▸ Problem to solve:
Could you count the lines below that include the word "Float" and give only the number?
Segment Open
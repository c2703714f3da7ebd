//! Per-column schema metadata, and attaching enum labels to it.

use crate::EnumCatalog;
use serde::{Deserialize, Serialize};
use std::{fmt, str::FromStr, sync::Arc};

/// The kind of a column, as named by its type tag.
#[derive(Debug, Clone, Copy, PartialEq, Eq, Hash, Serialize, Deserialize)]
#[serde(rename_all = "snake_case")]
pub enum ColumnType {
    Enum,
    String,
    Integer,
    Float,
    Boolean,
}

impl ColumnType {
    pub fn as_str(self) -> &'static str {
        match self {
            ColumnType::Enum => "enum",
            ColumnType::String => "string",
            ColumnType::Integer => "integer",
            ColumnType::Float => "float",
            ColumnType::Boolean => "boolean",
        }
    }

    /// Find the column type for a type tag. Unknown tags have no type.
    pub fn from_tag(tag: &str) -> Option<Self> {
        match tag {
            "enum" => Some(ColumnType::Enum),
            "string" => Some(ColumnType::String),
            "integer" => Some(ColumnType::Integer),
            "float" => Some(ColumnType::Float),
            "boolean" => Some(ColumnType::Boolean),
            _ => None,
        }
    }
}

impl fmt::Display for ColumnType {
    fn fmt(&self, f: &mut fmt::Formatter<'_>) -> fmt::Result {
        f.write_str(self.as_str())
    }
}

impl FromStr for ColumnType {
    type Err = crate::Error;

    fn from_str(tag: &str) -> Result<Self, Self::Err> {
        Self::from_tag(tag).ok_or_else(|| crate::ErrorKind::UnknownColumnType(tag.to_owned()).into())
    }
}

/// What introspection knows about a column.
#[derive(Debug, Clone, Default, PartialEq, Eq, Serialize, Deserialize)]
pub struct ColumnMetadata {
    #[serde(rename = "type", default, skip_serializing_if = "Option::is_none")]
    pub column_type: Option<ColumnType>,
    /// The oid of the column's type.
    #[serde(default, skip_serializing_if = "Option::is_none")]
    pub oid: Option<u32>,
    #[serde(default)]
    pub allow_null: bool,
    #[serde(default, skip_serializing_if = "Option::is_none")]
    pub default: Option<String>,
    /// The permitted labels, for enum columns whose type is known.
    #[serde(default, skip_serializing_if = "Option::is_none")]
    pub enum_values: Option<Vec<String>>,
}

impl ColumnMetadata {
    pub fn new(column_type: Option<ColumnType>, oid: Option<u32>) -> Self {
        Self {
            column_type,
            oid,
            allow_null: true,
            ..Default::default()
        }
    }
}

/// A column name with its metadata.
pub type ColumnEntry = (String, ColumnMetadata);

/// Lists the columns of a table, in table order.
pub trait SchemaIntrospector {
    fn parse_table_schema(&self, table: &str) -> crate::Result<Vec<ColumnEntry>>;
}

impl<T> SchemaIntrospector for &T
where
    T: SchemaIntrospector + ?Sized,
{
    fn parse_table_schema(&self, table: &str) -> crate::Result<Vec<ColumnEntry>> {
        (**self).parse_table_schema(table)
    }
}

impl<T> SchemaIntrospector for Arc<T>
where
    T: SchemaIntrospector + ?Sized,
{
    fn parse_table_schema(&self, table: &str) -> crate::Result<Vec<ColumnEntry>> {
        (**self).parse_table_schema(table)
    }
}

/// Attach `enum_values` to every enum column whose type is in `catalog`.
///
/// Columns keep their order. Enum columns with an unknown type, and all other
/// columns, pass through untouched.
pub fn augment(columns: Vec<ColumnEntry>, catalog: &EnumCatalog) -> Vec<ColumnEntry> {
    columns
        .into_iter()
        .map(|(name, mut metadata)| {
            if metadata.column_type == Some(ColumnType::Enum) {
                if let Some(descriptor) = metadata.oid.and_then(|oid| catalog.lookup(oid)) {
                    metadata.enum_values = Some(descriptor.labels.clone());
                }
            }

            (name, metadata)
        })
        .collect()
}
Segment Closed
▸ Exercise response:
3